- DIRECTIONS -
Lines after the one containing "4, !dbg !12" are to be omitted; print exactly each line from the start of the records up to and including it.

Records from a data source
......

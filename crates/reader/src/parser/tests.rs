use super::*;
use stackscan_ir::{InstData, MdNode, TypeData};

const SIMPLE: &str = r#"
; ModuleID = 'demo.c'
source_filename = "demo.c"
target datalayout = "e-m:e-p270:32:32-p271:32:32-p272:64:64-i64:64-i128:128-f80:128-n8:16:32:64-S128"
target triple = "x86_64-unknown-linux-gnu"

@g = dso_local global i32 0, align 4

define dso_local i32 @sum(i32 noundef %a, i32 noundef %b) #0 !dbg !7 {
entry:
  %a.addr = alloca i32, align 4
  %b.addr = alloca i32, align 4
  store i32 %a, ptr %a.addr, align 4
  store i32 %b, ptr %b.addr, align 4
  %0 = load i32, ptr %a.addr, align 4, !dbg !12
  %1 = load i32, ptr %b.addr, align 4, !dbg !13
  %add = add nsw i32 %0, %1, !dbg !14
  ret i32 %add, !dbg !15
}

attributes #0 = { noinline nounwind optnone "frame-pointer"="all" }

!llvm.dbg.cu = !{!0}
!llvm.module.flags = !{!2, !3}

!0 = distinct !DICompileUnit(language: DW_LANG_C11, file: !1, producer: "clang")
!1 = !DIFile(filename: "demo.c", directory: "/src")
!2 = !{i32 7, !"Dwarf Version", i32 5}
!3 = !{i32 2, !"Debug Info Version", i32 3}
!7 = distinct !DISubprogram(name: "sum", scope: !1, file: !1, line: 1, type: !8, unit: !0)
!8 = !DISubroutineType(types: !9)
!9 = !{!10, !10, !10}
!10 = !DIBasicType(name: "int", size: 32, encoding: DW_ATE_signed)
!12 = !DILocation(line: 2, column: 10, scope: !7)
!13 = !DILocation(line: 2, column: 14, scope: !7)
!14 = !DILocation(line: 2, column: 12, scope: !7)
!15 = !DILocation(line: 2, column: 3, scope: !7)
"#;

#[test]
fn parses_simple_function() {
    let module = parse_module(SIMPLE).expect("parse");
    assert_eq!(module.source_filename, "demo.c");
    assert_eq!(module.data_layout.stack_align_bytes(), 16);

    let f = module.func_by_name("sum").expect("sum exists");
    let func = &module.functions[f];
    assert!(!func.is_declaration);
    assert_eq!(func.params.len(), 2);
    assert!(func.attrs.contains(stackscan_ir::FnAttrs::NOUNWIND));
    assert!(func.subprogram.is_some());

    let entry = func.entry_block().unwrap();
    assert_eq!(func.blocks[entry].name, "entry");
    assert_eq!(func.blocks[entry].insts.len(), 8);

    // First instruction: an alloca of i32 with a named result.
    let first = func.blocks[entry].insts[0];
    match &func.insts[first] {
        InstData::Alloca { allocated_ty, .. } => {
            assert!(matches!(module.types.data(*allocated_ty), TypeData::Int(32)));
        }
        other => panic!("expected alloca, got {other:?}"),
    }
    let result = func.inst_result(first).unwrap();
    assert_eq!(func.value_name(result), Some("a.addr"));

    // The add has a !dbg attachment resolving to line 2.
    let add = func.blocks[entry].insts[6];
    assert!(matches!(func.insts[add], InstData::Binary { .. }));
    let loc = func.debug_loc(add).expect("dbg on add");
    assert_eq!(module.metadata.location(loc), Some((2, 12)));

    // Subprogram file path resolves through the metadata.
    let sp = func.subprogram.unwrap();
    assert_eq!(
        module.metadata.scope_path(sp),
        Some("/src/demo.c".to_string())
    );
}

const CONTROL_FLOW: &str = r#"
define dso_local void @f(i32 noundef %n) {
entry:
  %n.addr = alloca i32, align 4
  %t = alloca [10 x i8], align 1
  store i32 %n, ptr %n.addr, align 4
  br label %for.cond

for.cond:
  %i.0 = phi i32 [ 0, %entry ], [ %inc, %for.inc ]
  %cmp = icmp slt i32 %i.0, 20
  br i1 %cmp, label %for.body, label %for.end

for.body:
  %idxprom = sext i32 %i.0 to i64
  %arrayidx = getelementptr inbounds [10 x i8], ptr %t, i64 0, i64 %idxprom
  store i8 97, ptr %arrayidx, align 1
  br label %for.inc

for.inc:
  %inc = add nsw i32 %i.0, 1
  br label %for.cond

for.end:
  ret void
}
"#;

#[test]
fn parses_loops_and_phis() {
    let module = parse_module(CONTROL_FLOW).expect("parse");
    let f = module.func_by_name("f").unwrap();
    let func = &module.functions[f];
    assert_eq!(func.blocks.len(), 5);

    // The phi has two incoming edges; the forward reference to %inc
    // resolved to the add in for.inc.
    let for_cond = func
        .blocks
        .iter()
        .find(|(_, b)| b.name == "for.cond")
        .map(|(b, _)| b)
        .unwrap();
    let phi = func.blocks[for_cond].insts[0];
    match &func.insts[phi] {
        InstData::Phi { incoming, .. } => {
            assert_eq!(incoming.len(), 2);
            let inc = incoming[1].0.as_value().expect("value operand");
            let def = func.value_inst(inc).expect("resolved");
            assert!(matches!(func.insts[def], InstData::Binary { .. }));
        }
        other => panic!("expected phi, got {other:?}"),
    }

    // getelementptr kept its source element type and both indices.
    let body = func
        .blocks
        .iter()
        .find(|(_, b)| b.name == "for.body")
        .map(|(b, _)| b)
        .unwrap();
    let gep = func.blocks[body].insts[1];
    match &func.insts[gep] {
        InstData::GetElementPtr {
            source_ty, indices, ..
        } => {
            assert!(matches!(
                module.types.data(*source_ty),
                TypeData::Array { len: 10, .. }
            ));
            assert_eq!(indices.len(), 2);
        }
        other => panic!("expected gep, got {other:?}"),
    }
}

const CALLS_AND_TYPES: &str = r#"
%struct.A = type { i32, i32, i32, i32 }

declare void @sink(ptr noundef)
declare i32 @printf(ptr noundef, ...) #1

define dso_local void @caller() {
entry:
  %obj = alloca %struct.A, align 4
  call void @sink(ptr noundef %obj)
  %call = call i32 (ptr, ...) @printf(ptr noundef @.str, i32 noundef 7)
  unreachable
}

@.str = private unnamed_addr constant [3 x i8] c"%d\00", align 1

attributes #1 = { nounwind }
"#;

#[test]
fn parses_calls_and_named_types() {
    let module = parse_module(CALLS_AND_TYPES).expect("parse");
    let caller = module.func_by_name("caller").unwrap();
    let func = &module.functions[caller];
    let entry = func.entry_block().unwrap();

    let alloca = func.blocks[entry].insts[0];
    match &func.insts[alloca] {
        InstData::Alloca { allocated_ty, .. } => {
            // The named struct resolves to its four-field body.
            match module.types.resolved(*allocated_ty) {
                TypeData::Struct { fields, .. } => assert_eq!(fields.len(), 4),
                other => panic!("expected struct body, got {other:?}"),
            }
        }
        other => panic!("expected alloca, got {other:?}"),
    }

    let call = func.blocks[entry].insts[1];
    match &func.insts[call] {
        InstData::Call { callee, args, .. } => {
            let sink = callee.as_func().expect("direct callee");
            assert_eq!(module.functions[sink].name, "sink");
            assert!(module.functions[sink].is_declaration);
            assert_eq!(args.len(), 1);
        }
        other => panic!("expected call, got {other:?}"),
    }

    // Vararg printf call with a function type in callee position.
    let printf_call = func.blocks[entry].insts[2];
    match &func.insts[printf_call] {
        InstData::Call { callee, args, .. } => {
            let printf = callee.as_func().expect("direct callee");
            assert_eq!(module.functions[printf].name, "printf");
            assert_eq!(args.len(), 2);
            assert!(args[0].value.as_global().is_some());
        }
        other => panic!("expected call, got {other:?}"),
    }

    // The declaration picked up its attribute group.
    let printf = module.func_by_name("printf").unwrap();
    assert!(module.functions[printf]
        .attrs
        .contains(stackscan_ir::FnAttrs::NOUNWIND));
}

const DBG_RECORDS: &str = r#"
define dso_local void @f() !dbg !4 {
entry:
  %buf = alloca [8 x i8], align 1
    #dbg_declare(ptr %buf, !10, !DIExpression(), !12)
  ret void
}

!4 = distinct !DISubprogram(name: "f", file: !5, line: 3, retainedNodes: !9)
!5 = !DIFile(filename: "t.c", directory: "/tmp")
!9 = !{!10}
!10 = !DILocalVariable(name: "buf", scope: !4, file: !5, line: 4, type: !11)
!11 = !DIBasicType(name: "char", size: 8)
!12 = !DILocation(line: 4, column: 8, scope: !4)
"#;

#[test]
fn parses_debug_records() {
    let module = parse_module(DBG_RECORDS).expect("parse");
    let f = module.func_by_name("f").unwrap();
    let func = &module.functions[f];
    let entry = func.entry_block().unwrap();
    let record = func.blocks[entry].insts[1];
    match &func.insts[record] {
        InstData::DebugRecord { kind, variable, .. } => {
            assert_eq!(*kind, DebugRecordKind::Declare);
            let var = variable.expect("variable ref");
            match module.metadata.node(var) {
                MdNode::LocalVariable { name, .. } => assert_eq!(name, "buf"),
                other => panic!("expected local variable, got {other:?}"),
            }
        }
        other => panic!("expected debug record, got {other:?}"),
    }
}

#[test]
fn unknown_instructions_are_opaque() {
    let text = r#"
define void @f() personality ptr @__gxx_personality_v0 {
entry:
  %x = landingpad { ptr, i32 } cleanup
  fence seq_cst
  ret void
}

declare i32 @__gxx_personality_v0(...)
"#;
    let module = parse_module(text).expect("parse");
    let f = module.func_by_name("f").unwrap();
    let func = &module.functions[f];
    let entry = func.entry_block().unwrap();
    assert!(matches!(
        func.insts[func.blocks[entry].insts[0]],
        InstData::Unknown { .. }
    ));
    assert!(matches!(
        func.insts[func.blocks[entry].insts[1]],
        InstData::Unknown { .. }
    ));
    assert!(matches!(
        func.insts[func.blocks[entry].insts[2]],
        InstData::Ret { .. }
    ));
}

#[test]
fn parse_error_carries_line_number() {
    let text = "define i32 @f(\n";
    let err = parse_module(text).unwrap_err();
    assert!(err.location.line_number >= 1);
}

......

- SOLUTION -
filename crates/reader/src/parser/tests.rs
use super::*;
use stackscan_ir::{InstData, MdNode, TypeData};

const SIMPLE: &str = r#"
; ModuleID = 'demo.c'
source_filename = "demo.c"
target datalayout = "e-m:e-p270:32:32-p271:32:32-p272:64:64-i64:64-i128:128-f80:128-n8:16:32:64-S128"
target triple = "x86_64-unknown-linux-gnu"

@g = dso_local global i32 0, align 4

define dso_local i32 @sum(i32 noundef %a, i32 noundef %b) #0 !dbg !7 {
entry:
  %a.addr = alloca i32, align 4
  %b.addr = alloca i32, align 4
  store i32 %a, ptr %a.addr, align 4
  store i32 %b, ptr %b.addr, align 4
  %0 = load i32, ptr %a.addr, align 4, !dbg !12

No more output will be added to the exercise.